Yep it looks like you got the butterfly thing down.

-- Cau Haus Designs, Thomas J. Tieffenbacher

View FraidKnot's profile


59 posts in 2247 days

#8 posted 03-10-2016 11:01 AM

Great work! I harvested splayed maple and have been toying with making a dining room table, but haven’t figured out what to draw about it the wormholes and soft spots. What did you do? And what finish did you use? This is inspiring work!

-- Chiropractors are also good with Knots...

View Vincent Nocito's profile

Vincent Nocito

485 posts in 4647 days

#9 posted 03-10-2016 01:05 PM

For large cracks and defects, I use Quick Cure 5 from System3. I tint the epoxy with Trans Tint dye to either match or enhance the color of the repair. For soft/loose knots, I use cyanoacrylate glue to first harden the area and then epoxy if needed. If the wood is punky, that is dry rot and not really suitable for use. Cut it away if you can because it will crumble away over time. Worm tracks on the live edge are brushed clean and lightly sanded.
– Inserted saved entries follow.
use std::net::TcpListener;

use env_logger::Env;
use pagelens::{configuration::get_configuration, services::FirecrawlClient, startup::run};

#[tokio::main]
async fn main() -> std::io::Result<()> {
    dotenvy::dotenv().ok();
    env_logger::Builder::from_env(Env::default().default_filter_or("info")).init();

    let configuration = get_configuration().expect("Failed to read configuration.");

    let address = format!(
        "{}:{}",
        configuration.application.host, configuration.application.port
    );
    let listener = TcpListener::bind(address)?;

    // A missing key is a per-submission validation error, not a startup failure.
    let api_key = configuration.firecrawl_api_key();
    if api_key.is_none() {
        log::warn!("No Firecrawl API key configured; submissions will be rejected until one is set");
    }
    let firecrawl_client = FirecrawlClient::new(api_key);

    run(listener, firecrawl_client)?.await
}
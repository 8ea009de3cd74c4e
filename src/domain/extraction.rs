use indexmap::IndexMap;
use serde_json::{json, Value};

/// One field the external service is asked to extract from a page.
pub struct SchemaField {
    pub name: &'static str,
    pub description: &'static str,
    pub required: bool,
}

/// Declared set of fields plus the natural-language instruction sent to the
/// extraction service alongside them.
pub struct ExtractionSchema {
    pub fields: Vec<SchemaField>,
    pub instruction: &'static str,
}

impl ExtractionSchema {
    /// The one schema this app asks for: page title plus an optional
    /// meta description or summary.
    pub fn page_summary() -> Self {
        ExtractionSchema {
            fields: vec![
                SchemaField {
                    name: "title",
                    description: "Page title",
                    required: true,
                },
                SchemaField {
                    name: "description",
                    description: "Meta description or summary",
                    required: false,
                },
            ],
            instruction: "Extract the page title and description",
        }
    }

    /// Render the declared fields as a JSON Schema object the service accepts.
    pub fn to_json_schema(&self) -> Value {
        let mut properties = serde_json::Map::new();
        let mut required: Vec<Value> = vec![];

        for field in &self.fields {
            properties.insert(
                field.name.to_string(),
                json!({
                    "type": "string",
                    "description": field.description,
                }),
            );
            if field.required {
                required.push(Value::String(field.name.to_string()));
            }
        }

        json!({
            "type": "object",
            "properties": properties,
            "required": required,
        })
    }
}

/// Outcome of one extraction call.
#[derive(Debug, Clone, PartialEq)]
pub enum ScrapeOutcome {
    Extracted(Value),
    Failed(String),
}

impl ScrapeOutcome {
    pub fn is_error(&self) -> bool {
        matches!(self, ScrapeOutcome::Failed(_))
    }

    /// The JSON payload rendered for this outcome. Failures collapse to a
    /// single-key `{"error": <message>}` object.
    pub fn to_payload(&self) -> Value {
        match self {
            ScrapeOutcome::Extracted(fields) => fields.clone(),
            ScrapeOutcome::Failed(message) => json!({ "error": message }),
        }
    }
}

/// URL-keyed outcomes for one submission batch.
///
/// Keys are unique; iteration order follows the first occurrence of each URL
/// in the input. Recording a URL twice keeps its position and replaces the
/// outcome, so duplicate input lines collapse to one entry with the last
/// call's result.
#[derive(Default)]
pub struct BatchResults {
    entries: IndexMap<String, ScrapeOutcome>,
}

impl BatchResults {
    pub fn new() -> Self {
        Self::default()
    }

    pub fn record(&mut self, url: String, outcome: ScrapeOutcome) {
        self.entries.insert(url, outcome);
    }

    pub fn iter(&self) -> impl Iterator<Item = (&str, &ScrapeOutcome)> {
        self.entries
            .iter()
            .map(|(url, outcome)| (url.as_str(), outcome))
    }

    pub fn len(&self) -> usize {
        self.entries.len()
    }

    pub fn is_empty(&self) -> bool {
        self.entries.is_empty()
    }

    pub fn get(&self, url: &str) -> Option<&ScrapeOutcome> {
        self.entries.get(url)
    }
}
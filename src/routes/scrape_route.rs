use actix_web::{post, web, HttpResponse};
use askama::Template;
use serde::Deserialize;

use crate::{
    domain::ExtractionSchema,
    routes::home_route::IndexTemplate,
    services::{scrape_urls, FirecrawlClient},
};

#[derive(Template)]
#[template(path = "results.html")]
struct ResultsTemplate {
    entries: Vec<ResultEntry>,
}

struct ResultEntry {
    url: String,
    body: String,
    is_error: bool,
}

#[derive(Deserialize)]
struct ScrapeFormBody {
    urls: String,
}

#[post("/scrape")]
async fn scrape(
    firecrawl: web::Data<FirecrawlClient>,
    body: web::Form<ScrapeFormBody>,
) -> HttpResponse {
    let urls = parse_url_lines(&body.urls);

    if let Some(message) = validate_submission(&urls, firecrawl.has_credential()) {
        return HttpResponse::Ok().body(
            IndexTemplate {
                error: Some(message.to_string()),
                urls: body.urls.clone(),
            }
            .render()
            .unwrap(),
        );
    }

    let schema = ExtractionSchema::page_summary();
    let results = scrape_urls(firecrawl.get_ref(), &urls, &schema).await;

    let entries = results
        .iter()
        .map(|(url, outcome)| ResultEntry {
            url: url.to_string(),
            body: serde_json::to_string_pretty(&outcome.to_payload())
                .unwrap_or_else(|_| "{}".to_string()),
            is_error: outcome.is_error(),
        })
        .collect();

    HttpResponse::Ok().body(ResultsTemplate { entries }.render().unwrap())
}

fn parse_url_lines(input: &str) -> Vec<String> {
    input
        .lines()
        .map(str::trim)
        .filter(|line| !line.is_empty())
        .map(str::to_string)
        .collect()
}

fn validate_submission(urls: &[String], has_credential: bool) -> Option<&'static str> {
    if urls.is_empty() {
        return Some("Please enter at least one URL.");
    }
    if !has_credential {
        return Some("API key not found. Set FIRECRAWL_API_KEY or add it to configuration.yaml.");
    }
    None
}
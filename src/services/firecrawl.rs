use std::error::Error;

use async_trait::async_trait;
use reqwest::Client;
use serde::{Deserialize, Serialize};
use serde_json::{json, Value};

use crate::domain::{BatchResults, ExtractionSchema, ScrapeOutcome};

/// Issues one extraction call per URL. The only implementation outside of
/// tests is [`FirecrawlClient`].
#[async_trait]
pub trait Extractor {
    async fn extract(
        &self,
        url: &str,
        schema: &ExtractionSchema,
    ) -> Result<Value, Box<dyn Error + Send + Sync>>;
}

pub struct FirecrawlClient {
    client: Client,
    api_key: Option<String>,
    url: String,
}

#[derive(Serialize)]
struct ScrapeRequest<'a> {
    url: &'a str,
    formats: Vec<&'static str>,
    extract: ExtractParams,
}

#[derive(Serialize)]
struct ExtractParams {
    schema: Value,
    prompt: String,
}

#[derive(Deserialize)]
struct ScrapeResponse {
    success: bool,
    data: Option<ScrapeData>,
    error: Option<String>,
}

#[derive(Deserialize)]
struct ScrapeData {
    extract: Option<Value>,
}

impl FirecrawlClient {
    pub fn new(api_key: Option<String>) -> Self {
        let client = reqwest::Client::new();

        FirecrawlClient {
            client,
            api_key,
            url: "https://api.firecrawl.dev/v1/scrape".to_string(),
        }
    }

    pub fn has_credential(&self) -> bool {
        self.api_key.is_some()
    }
}

#[async_trait]
impl Extractor for FirecrawlClient {
    async fn extract(
        &self,
        url: &str,
        schema: &ExtractionSchema,
    ) -> Result<Value, Box<dyn Error + Send + Sync>> {
        let api_key = self
            .api_key
            .as_deref()
            .ok_or("Firecrawl API key is not configured")?;

        let request = ScrapeRequest {
            url,
            formats: vec!["extract"],
            extract: ExtractParams {
                schema: schema.to_json_schema(),
                prompt: schema.instruction.to_string(),
            },
        };

        let response = self
            .client
            .post(&self.url)
            .bearer_auth(api_key)
            .json(&request)
            .send()
            .await?;

        let status = response.status();
        if !status.is_success() {
            let body = response.text().await.unwrap_or_default();
            return Err(format!("firecrawl api error (status {}): {}", status, body).into());
        }

        let response = response.json::<ScrapeResponse>().await?;
        if !response.success {
            return Err(response
                .error
                .unwrap_or_else(|| "scrape failed without a message".to_string())
                .into());
        }

        // The service may omit the extract block on an otherwise successful
        // scrape; render that as an empty object rather than a failure.
        Ok(response
            .data
            .and_then(|data| data.extract)
            .unwrap_or_else(|| json!({})))
    }
}

/// Scrape every URL in order, one call at a time. A failing URL is logged and
/// recorded as an error outcome; the batch always runs to completion.
pub async fn scrape_urls<E: Extractor>(
    extractor: &E,
    urls: &[String],
    schema: &ExtractionSchema,
) -> BatchResults {
    let mut results = BatchResults::new();

    for url in urls {
        match extractor.extract(url, schema).await {
            Ok(fields) => {
                log::info!("Extracted fields from {}", url);
                results.record(url.clone(), ScrapeOutcome::Extracted(fields));
            }
            Err(e) => {
                log::error!("Failed to scrape {}: {}", url, e);
                results.record(url.clone(), ScrapeOutcome::Failed(e.to_string()));
            }
        }
    }

    results
}

#[cfg(test)]
mod tests {
    use std::collections::HashSet;
    use std::error::Error;

    use async_trait::async_trait;
    use serde_json::{json, Value};

    use crate::domain::{ExtractionSchema, ScrapeOutcome};
    use crate::services::firecrawl::{scrape_urls, ExtractParams, Extractor, ScrapeRequest};

    struct StubExtractor {
        failing: HashSet<&'static str>,
    }

    impl StubExtractor {
        fn failing_on(urls: &[&'static str]) -> Self {
            StubExtractor {
                failing: urls.iter().copied().collect(),
            }
        }
    }

    #[async_trait]
    impl Extractor for StubExtractor {
        async fn extract(
            &self,
            url: &str,
            _schema: &ExtractionSchema,
        ) -> Result<Value, Box<dyn Error + Send + Sync>> {
            if self.failing.contains(url) {
                return Err("stubbed network failure".into());
            }
            Ok(json!({ "title": url }))
        }
    }

    fn urls(input: &[&str]) -> Vec<String> {
        input.iter().map(|u| u.to_string()).collect()
    }

    #[tokio::test]
    async fn one_entry_per_url_in_input_order() {
        let extractor = StubExtractor::failing_on(&[]);
        let input = urls(&["https://a.com", "https://b.com", "https://c.com"]);

        let results = scrape_urls(&extractor, &input, &ExtractionSchema::page_summary()).await;

        assert_eq!(results.len(), 3);
        let keys: Vec<&str> = results.iter().map(|(url, _)| url).collect();
        assert_eq!(keys, vec!["https://a.com", "https://b.com", "https://c.com"]);
    }

    #[tokio::test]
    async fn failure_is_recorded_and_batch_continues() {
        let extractor = StubExtractor::failing_on(&["https://b.com"]);
        let input = urls(&["https://a.com", "https://b.com", "https://c.com"]);

        let results = scrape_urls(&extractor, &input, &ExtractionSchema::page_summary()).await;

        assert_eq!(results.len(), 3);
        let outcomes: Vec<bool> = results.iter().map(|(_, o)| o.is_error()).collect();
        assert_eq!(outcomes, vec![false, true, false]);

        match results.get("https://b.com") {
            Some(ScrapeOutcome::Failed(message)) => assert!(!message.is_empty()),
            other => panic!("expected an error outcome, got {:?}", other),
        }
        assert_eq!(
            results.get("https://c.com"),
            Some(&ScrapeOutcome::Extracted(json!({ "title": "https://c.com" })))
        );
    }

    #[tokio::test]
    async fn duplicate_urls_collapse_to_one_entry() {
        let extractor = StubExtractor::failing_on(&[]);
        let input = urls(&["https://a.com", "https://b.com", "https://a.com"]);

        let results = scrape_urls(&extractor, &input, &ExtractionSchema::page_summary()).await;

        assert_eq!(results.len(), 2);
    }

    #[test]
    fn scrape_request_wire_shape() {
        let schema = ExtractionSchema::page_summary();
        let request = ScrapeRequest {
            url: "https://example.com",
            formats: vec!["extract"],
            extract: ExtractParams {
                schema: schema.to_json_schema(),
                prompt: schema.instruction.to_string(),
            },
        };

        let body = serde_json::to_value(&request).unwrap();
        assert_eq!(body["url"], "https://example.com");
        assert_eq!(body["formats"], json!(["extract"]));
        assert_eq!(
            body["extract"]["prompt"],
            "Extract the page title and description"
        );
        assert_eq!(body["extract"]["schema"]["required"], json!(["title"]));
    }
}
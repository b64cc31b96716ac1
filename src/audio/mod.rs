//! Audio containers and offline I/O
//!
//! `AudioBuffer` owns interleaved samples for offline work (file renders,
//! tests). `AudioBlock` is the borrowed view the engine processes on the
//! real-time path.

pub mod block;
pub mod buffer;
pub mod io;
pub mod verification;

pub use block::AudioBlock;
pub use buffer::AudioBuffer;
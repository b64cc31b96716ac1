//! Audio file I/O operations
//!
//! Handles loading and saving WAV files using the hound crate.

use super::AudioBuffer;
use crate::error::{DistroarError, Result};
use hound::{SampleFormat, WavReader, WavSpec, WavWriter};
use std::path::Path;

/// Load a WAV file into an AudioBuffer
pub fn load_wav<P: AsRef<Path>>(path: P) -> Result<AudioBuffer> {
    let path = path.as_ref();
    let read_error = |source: hound::Error| DistroarError::AudioReadError {
        path: path.display().to_string(),
        source,
    };

    let reader = WavReader::open(path).map_err(read_error)?;
    let spec = reader.spec();

    let samples: Vec<f32> = match spec.sample_format {
        SampleFormat::Float => reader
            .into_samples::<f32>()
            .map(|s| s.map_err(read_error))
            .collect::<Result<Vec<f32>>>()?,
        SampleFormat::Int => {
            let max_val = (1u32 << (spec.bits_per_sample - 1)) as f32;
            reader
                .into_samples::<i32>()
                .map(|s| s.map(|v| v as f32 / max_val).map_err(read_error))
                .collect::<Result<Vec<f32>>>()?
        }
    };

    AudioBuffer::from_interleaved(samples, spec.channels as usize, spec.sample_rate)
}

/// Save an AudioBuffer to a WAV file (32-bit float)
pub fn save_wav<P: AsRef<Path>>(buffer: &AudioBuffer, path: P) -> Result<()> {
    let path = path.as_ref();
    let write_error = |source: hound::Error| DistroarError::AudioWriteError {
        path: path.display().to_string(),
        source,
    };

    let spec = WavSpec {
        channels: buffer.num_channels() as u16,
        sample_rate: buffer.sample_rate(),
        bits_per_sample: 32,
        sample_format: SampleFormat::Float,
    };

    let mut writer = WavWriter::create(path, spec).map_err(write_error)?;
    for &sample in buffer.samples() {
        writer.write_sample(sample).map_err(write_error)?;
    }
    writer.finalize().map_err(write_error)?;

    Ok(())
}

#[cfg(test)]
mod tests {
    use super::*;
    use tempfile::tempdir;

    #[test]
    fn test_wav_round_trip_float() {
        let dir = tempdir().unwrap();
        let path = dir.path().join("test.wav");

        let original = AudioBuffer::sine_wave(440.0, 0.5, 0.25, 2, 44100);
        save_wav(&original, &path).unwrap();

        let loaded = load_wav(&path).unwrap();
        assert_eq!(original.num_channels(), loaded.num_channels());
        assert_eq!(original.sample_rate(), loaded.sample_rate());
        assert_eq!(original.num_frames(), loaded.num_frames());
        assert!(original.is_approx_equal(&loaded, 1e-6));
    }

    #[test]
    fn test_load_16bit_int() {
        let dir = tempdir().unwrap();
        let path = dir.path().join("int.wav");
        let spec = WavSpec {
            channels: 1,
            sample_rate: 48000,
            bits_per_sample: 16,
            sample_format: SampleFormat::Int,
        };
        let mut writer = WavWriter::create(&path, spec).unwrap();
        writer.write_sample(16384i16).unwrap();
        writer.write_sample(-32768i16).unwrap();
        writer.finalize().unwrap();

        let loaded = load_wav(&path).unwrap();
        assert_eq!(loaded.samples(), &[0.5, -1.0]);
    }

    #[test]
    fn test_load_nonexistent_file() {
        let result = load_wav("nonexistent_file.wav");
        assert!(matches!(result, Err(DistroarError::AudioReadError { .. })));
    }
}
//! Distortion engine
//!
//! The pipeline controller that owns every DSP stage and runs them in order
//! over each block:
//! - Lifecycle and bypass state machine
//! - Per-block parameter sampling
//! - Scratch buffers for the band split and the blend reference

pub mod params;
mod pipeline;

pub use params::EngineParameters;
pub use pipeline::{DistortionEngine, EngineState, MAX_CHANNELS};
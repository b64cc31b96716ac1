//! Audio verification utilities
//!
//! Objective level measurements used by the tests and by the CLI render
//! summary.

/// Convert linear amplitude to decibels
pub fn linear_to_db(linear: f32) -> f32 {
    if linear <= 0.0 {
        f32::NEG_INFINITY
    } else {
        20.0 * linear.log10()
    }
}

/// Convert decibels to linear amplitude
pub fn db_to_linear(db: f32) -> f32 {
    10.0_f32.powf(db / 20.0)
}

/// Calculate RMS (Root Mean Square) of samples
pub fn calculate_rms(samples: &[f32]) -> f32 {
    if samples.is_empty() {
        return 0.0;
    }
    let sum_squares: f64 = samples.iter().map(|&s| (s as f64) * (s as f64)).sum();
    (sum_squares / samples.len() as f64).sqrt() as f32
}

/// Calculate RMS in decibels
pub fn calculate_rms_db(samples: &[f32]) -> f32 {
    linear_to_db(calculate_rms(samples))
}

/// Calculate peak (maximum absolute value) of samples
pub fn calculate_peak(samples: &[f32]) -> f32 {
    samples.iter().map(|s| s.abs()).fold(0.0_f32, f32::max)
}

/// Calculate DC offset (mean of all samples)
pub fn calculate_dc_offset(samples: &[f32]) -> f32 {
    if samples.is_empty() {
        return 0.0;
    }
    let sum: f64 = samples.iter().map(|&s| s as f64).sum();
    (sum / samples.len() as f64) as f32
}

/// Level summary of a rendered signal
#[derive(Debug, Clone, Copy, PartialEq)]
pub struct LevelReport {
    pub rms_db: f32,
    pub peak_db: f32,
    pub dc_offset: f32,
}

impl LevelReport {
    pub fn measure(samples: &[f32]) -> Self {
        Self {
            rms_db: calculate_rms_db(samples),
            peak_db: linear_to_db(calculate_peak(samples)),
            dc_offset: calculate_dc_offset(samples),
        }
    }
}
//! CLI Command Implementations

use log::{debug, info};

use super::RenderArgs;
use crate::audio::io::{load_wav, save_wav};
use crate::audio::verification::LevelReport;
use crate::config::EngineConfig;
use crate::engine::{DistortionEngine, EngineParameters};
use crate::error::{DistroarError, Result};

/// Outcome of a render, for reporting
#[derive(Debug, Clone, Copy)]
pub struct RenderSummary {
    pub frames: usize,
    pub channels: usize,
    pub sample_rate: u32,
    pub input: LevelReport,
    pub output: LevelReport,
}

/// Build the block parameters from a style, a preset file and flag overrides
pub fn resolve_parameters(args: &RenderArgs) -> Result<EngineParameters> {
    let mut params = match &args.style {
        Some(name) => EngineParameters::preset(name).ok_or_else(|| DistroarError::InvalidConfig {
            param: "style".to_string(),
            value: name.clone(),
            expected: "default, crunch or high-gain".to_string(),
        })?,
        None => EngineParameters::default(),
    };

    if let Some(path) = &args.preset {
        debug!("Loading preset: {}", path.display());
        params = EngineParameters::from_file(path)?;
    }

    if let Some(volume) = args.volume {
        params.volume = volume;
    }
    if let Some(blend) = args.blend {
        params.blend = blend;
    }
    if let Some(drive) = args.drive {
        params.drive = drive;
    }
    if let Some(tone) = args.tone {
        params.tone_cutoff_hz = tone;
    }
    if let Some(gate) = args.gate {
        params.gate_threshold_db = gate;
    }
    if args.bypass {
        params.enabled = false;
    }

    Ok(params.clamped())
}

/// Load the engine configuration, falling back to the shipped tuning
pub fn resolve_config(args: &RenderArgs) -> Result<EngineConfig> {
    match &args.config {
        Some(path) => {
            debug!("Loading engine config: {}", path.display());
            EngineConfig::from_file(path)
        }
        None => Ok(EngineConfig::default()),
    }
}

/// Render `args.input` through the engine into `args.output`.
pub fn render(args: &RenderArgs) -> Result<RenderSummary> {
    let params = resolve_parameters(args)?;
    let config = resolve_config(args)?;

    info!("Rendering {} -> {}", args.input.display(), args.output.display());
    let mut buffer = load_wav(&args.input)?;
    let input = LevelReport::measure(buffer.samples());

    let mut engine = DistortionEngine::with_config(config);
    engine.prepare(buffer.sample_rate() as f64, args.block_size, buffer.num_channels())?;
    engine.process_buffer(&mut buffer, &params)?;

    save_wav(&buffer, &args.output)?;
    let summary = RenderSummary {
        frames: buffer.num_frames(),
        channels: buffer.num_channels(),
        sample_rate: buffer.sample_rate(),
        input,
        output: LevelReport::measure(buffer.samples()),
    };
    info!(
        "Rendered {} frames, peak {:.1} dB -> {:.1} dB",
        summary.frames, summary.input.peak_db, summary.output.peak_db
    );
    Ok(summary)
}

/// JSON document with the default parameters and engine configuration.
pub fn defaults_json() -> Result<String> {
    let document = serde_json::json!({
        "parameters": EngineParameters::default(),
        "config": EngineConfig::default(),
    });
    Ok(serde_json::to_string_pretty(&document)?)
}
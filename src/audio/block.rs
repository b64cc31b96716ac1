//! Borrowed interleaved audio block
//!
//! The host owns the samples for the duration of one call; the engine only
//! ever sees them through this view, so nothing on the processing path
//! allocates.

use crate::error::{DistroarError, Result};

/// Mutable view over one block of interleaved samples: [L0, R0, L1, R1, ...]
#[derive(Debug)]
pub struct AudioBlock<'a> {
    samples: &'a mut [f32],
    num_channels: usize,
}

impl<'a> AudioBlock<'a> {
    /// Wrap an interleaved slice
    pub fn new(samples: &'a mut [f32], num_channels: usize) -> Result<Self> {
        if num_channels == 0 || samples.len() % num_channels != 0 {
            return Err(DistroarError::MisalignedBuffer {
                samples: samples.len(),
                channels: num_channels,
            });
        }
        Ok(Self {
            samples,
            num_channels,
        })
    }

    /// Wrap a slice already known to be aligned to `num_channels`
    pub(crate) fn from_aligned(samples: &'a mut [f32], num_channels: usize) -> Self {
        debug_assert!(num_channels > 0 && samples.len() % num_channels == 0);
        Self {
            samples,
            num_channels,
        }
    }

    /// Number of interleaved channels
    pub fn num_channels(&self) -> usize {
        self.num_channels
    }

    /// Number of frames (samples per channel)
    pub fn num_frames(&self) -> usize {
        self.samples.len() / self.num_channels
    }

    pub fn is_empty(&self) -> bool {
        self.samples.is_empty()
    }

    /// All interleaved samples
    pub fn samples(&self) -> &[f32] {
        &*self.samples
    }

    /// All interleaved samples, mutably
    pub fn samples_mut(&mut self) -> &mut [f32] {
        &mut *self.samples
    }

    /// Iterate frames, each frame holding one sample per channel
    pub fn frames_mut(&mut self) -> std::slice::ChunksExactMut<'_, f32> {
        self.samples.chunks_exact_mut(self.num_channels)
    }

    /// Get a sample at the given frame and channel
    pub fn get(&self, frame: usize, channel: usize) -> Option<f32> {
        if channel < self.num_channels {
            self.samples.get(frame * self.num_channels + channel).copied()
        } else {
            None
        }
    }

    /// Set a sample at the given frame and channel (out of range is ignored)
    pub fn set(&mut self, frame: usize, channel: usize, value: f32) {
        if channel < self.num_channels {
            if let Some(sample) = self.samples.get_mut(frame * self.num_channels + channel) {
                *sample = value;
            }
        }
    }

    /// Multiply every sample by a linear gain
    pub fn apply_gain(&mut self, gain: f32) {
        for sample in self.samples.iter_mut() {
            *sample *= gain;
        }
    }
}
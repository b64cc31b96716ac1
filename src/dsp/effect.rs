//! Effect trait definition
//!
//! Shared lifecycle for every in-place stage of the distortion chain.

use crate::audio::AudioBlock;

/// Processing context handed to every stage at prepare time
#[derive(Debug, Clone, Copy, PartialEq)]
pub struct ProcessSpec {
    /// Sample rate in Hz (validated > 0 by the engine)
    pub sample_rate: f64,
    /// Largest block, in frames, that will be passed to `process`
    pub max_block_size: usize,
    /// Interleaved channel count of every block
    pub num_channels: usize,
}

impl ProcessSpec {
    pub fn new(sample_rate: f64, max_block_size: usize, num_channels: usize) -> Self {
        Self {
            sample_rate,
            max_block_size,
            num_channels,
        }
    }
}

/// Base trait for in-place DSP stages
///
/// `prepare` is the only call allowed to allocate. `process` must be
/// bounded by the block length and must not allocate or block.
pub trait Effect: Send {
    /// Size internal state for the given context and clear it
    fn prepare(&mut self, spec: &ProcessSpec);

    /// Process the block in place
    fn process(&mut self, block: &mut AudioBlock<'_>);

    /// Clear filter/envelope memory without reallocating
    fn reset(&mut self);

    /// Get the effect type identifier
    fn effect_type(&self) -> &'static str;
}
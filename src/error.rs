//! Error handling for Distroar
//!
//! Only lifecycle and offline I/O can fail. The per-block processing path
//! never returns an error: bad parameters are clamped and unusable blocks
//! are skipped.

use thiserror::Error;

/// Result type alias for Distroar operations
pub type Result<T> = std::result::Result<T, DistroarError>;

/// Main error type for Distroar operations
#[derive(Error, Debug)]
pub enum DistroarError {
    // Configuration errors (raised by prepare)
    #[error("Invalid sample rate: {sample_rate} Hz (must be > 0)")]
    InvalidSampleRate { sample_rate: f64 },

    #[error("Invalid block size: {block_size} (must be > 0)")]
    InvalidBlockSize { block_size: usize },

    #[error("Unsupported channel count: {channels} (supported: 1 to {max})")]
    UnsupportedChannelCount { channels: usize, max: usize },

    #[error("Channel count mismatch: expected {expected}, got {actual}")]
    ChannelMismatch { expected: usize, actual: usize },

    #[error("Invalid configuration: {param} = {value} ({expected})")]
    InvalidConfig {
        param: String,
        value: String,
        expected: String,
    },

    #[error("Engine has not been prepared")]
    NotPrepared,

    // Buffer errors
    #[error("Audio buffer is empty")]
    EmptyBuffer,

    #[error("Sample count {samples} is not divisible by channel count {channels}")]
    MisalignedBuffer { samples: usize, channels: usize },

    // Audio I/O errors
    #[error("Failed to read audio file: {path}")]
    AudioReadError {
        path: String,
        #[source]
        source: hound::Error,
    },

    #[error("Failed to write audio file: {path}")]
    AudioWriteError {
        path: String,
        #[source]
        source: hound::Error,
    },

    #[error("I/O error: {0}")]
    IoError(#[from] std::io::Error),

    #[error("Serialization error: {0}")]
    SerializationError(#[from] serde_json::Error),
}

impl DistroarError {
    /// Get the error code for this error type
    pub fn error_code(&self) -> &'static str {
        match self {
            Self::InvalidSampleRate { .. } => "INVALID_SAMPLE_RATE",
            Self::InvalidBlockSize { .. } => "INVALID_BLOCK_SIZE",
            Self::UnsupportedChannelCount { .. } => "UNSUPPORTED_CHANNEL_COUNT",
            Self::ChannelMismatch { .. } => "CHANNEL_MISMATCH",
            Self::InvalidConfig { .. } => "INVALID_CONFIG",
            Self::NotPrepared => "NOT_PREPARED",
            Self::EmptyBuffer => "EMPTY_BUFFER",
            Self::MisalignedBuffer { .. } => "MISALIGNED_BUFFER",
            Self::AudioReadError { .. } => "AUDIO_READ_ERROR",
            Self::AudioWriteError { .. } => "AUDIO_WRITE_ERROR",
            Self::IoError(_) => "IO_ERROR",
            Self::SerializationError(_) => "SERIALIZATION_ERROR",
        }
    }

    /// Check if this error leaves the engine unusable until the next prepare
    pub fn is_configuration_error(&self) -> bool {
        matches!(
            self,
            Self::InvalidSampleRate { .. }
                | Self::InvalidBlockSize { .. }
                | Self::UnsupportedChannelCount { .. }
                | Self::InvalidConfig { .. }
        )
    }

    /// Returns a suggested recovery action for this error
    pub fn recovery_hint(&self) -> &'static str {
        match self {
            Self::InvalidSampleRate { .. } => "Prepare the engine with a positive sample rate",
            Self::InvalidBlockSize { .. } => "Prepare the engine with a block size of at least 1 frame",
            Self::UnsupportedChannelCount { .. } => "Use a mono or stereo channel layout",
            Self::ChannelMismatch { .. } => "Re-prepare the engine with the buffer's channel count",
            Self::InvalidConfig { .. } => "Adjust the configuration value to be within range",
            Self::NotPrepared => "Call prepare() before processing audio",
            Self::EmptyBuffer => "Load audio before processing",
            Self::AudioReadError { .. } => "Check that the file exists and is a valid WAV file",
            Self::AudioWriteError { .. } => "Check that the output location is writable",
            _ => "Check the error details and try again",
        }
    }
}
Pin holes in the surface are usually left alone if there are only a few.

View LoganN's profile


489 posts in 3183 days

#10 posted 03-10-2016 01:42 PM

If the wood is punky, that is dry rot and not really suitable for use. Cut it away if you can because it will crumble away over time.

- Vincent Nocito

I’ve used super glue in several different applications to strengthen the wormy bits – you have to do it over several applications to get it built up. It leaves it still feeling light, but strong enough for most uses.

Thanks for the info on the epoxy – i’ve got 2 beautiful burl slabs that I want to treat, but haven’t used the quick cure 5 system before.

This piece is gorgeous and the bridle joints are fantastic! Great job and thanks for sharing all the pictures!

View Randy_ATX's profile


881 posts in 3725 days

#11 posted 03-10-2016 01:53 PM

Excellent work! I’ve got some huge sycamore slabs still drying that I plan on using for a dining room table for myself.
The quartersawn and spalted parts of your table are beautiful as is the overall appearance.

-- Randy -- Austin, TX by way of Northwest (Woodville), OH

View a1Jim's profile


118296 posts in 4860 days

#12 posted 03-10-2016 02:52 PM

Very nice the wood has lots of character.


View helluvawreck's profile


32122 posts in 4149 days

#13 posted 03-10-2016 03:01 PM

Vincent, this is a beautiful table. Nice work.

helluvawreck aka Charles

-- helluvawreck aka Charles,

View david38's profile


3518 posts in 3626 days

#14 posted 03-10-2016 03:21 PM

looks great

View ravensrock's profile


513 posts in 2925 days

#15 posted 03-10-2016 05:29 PM

Very nice table. Base looks very solid and love the live edge top!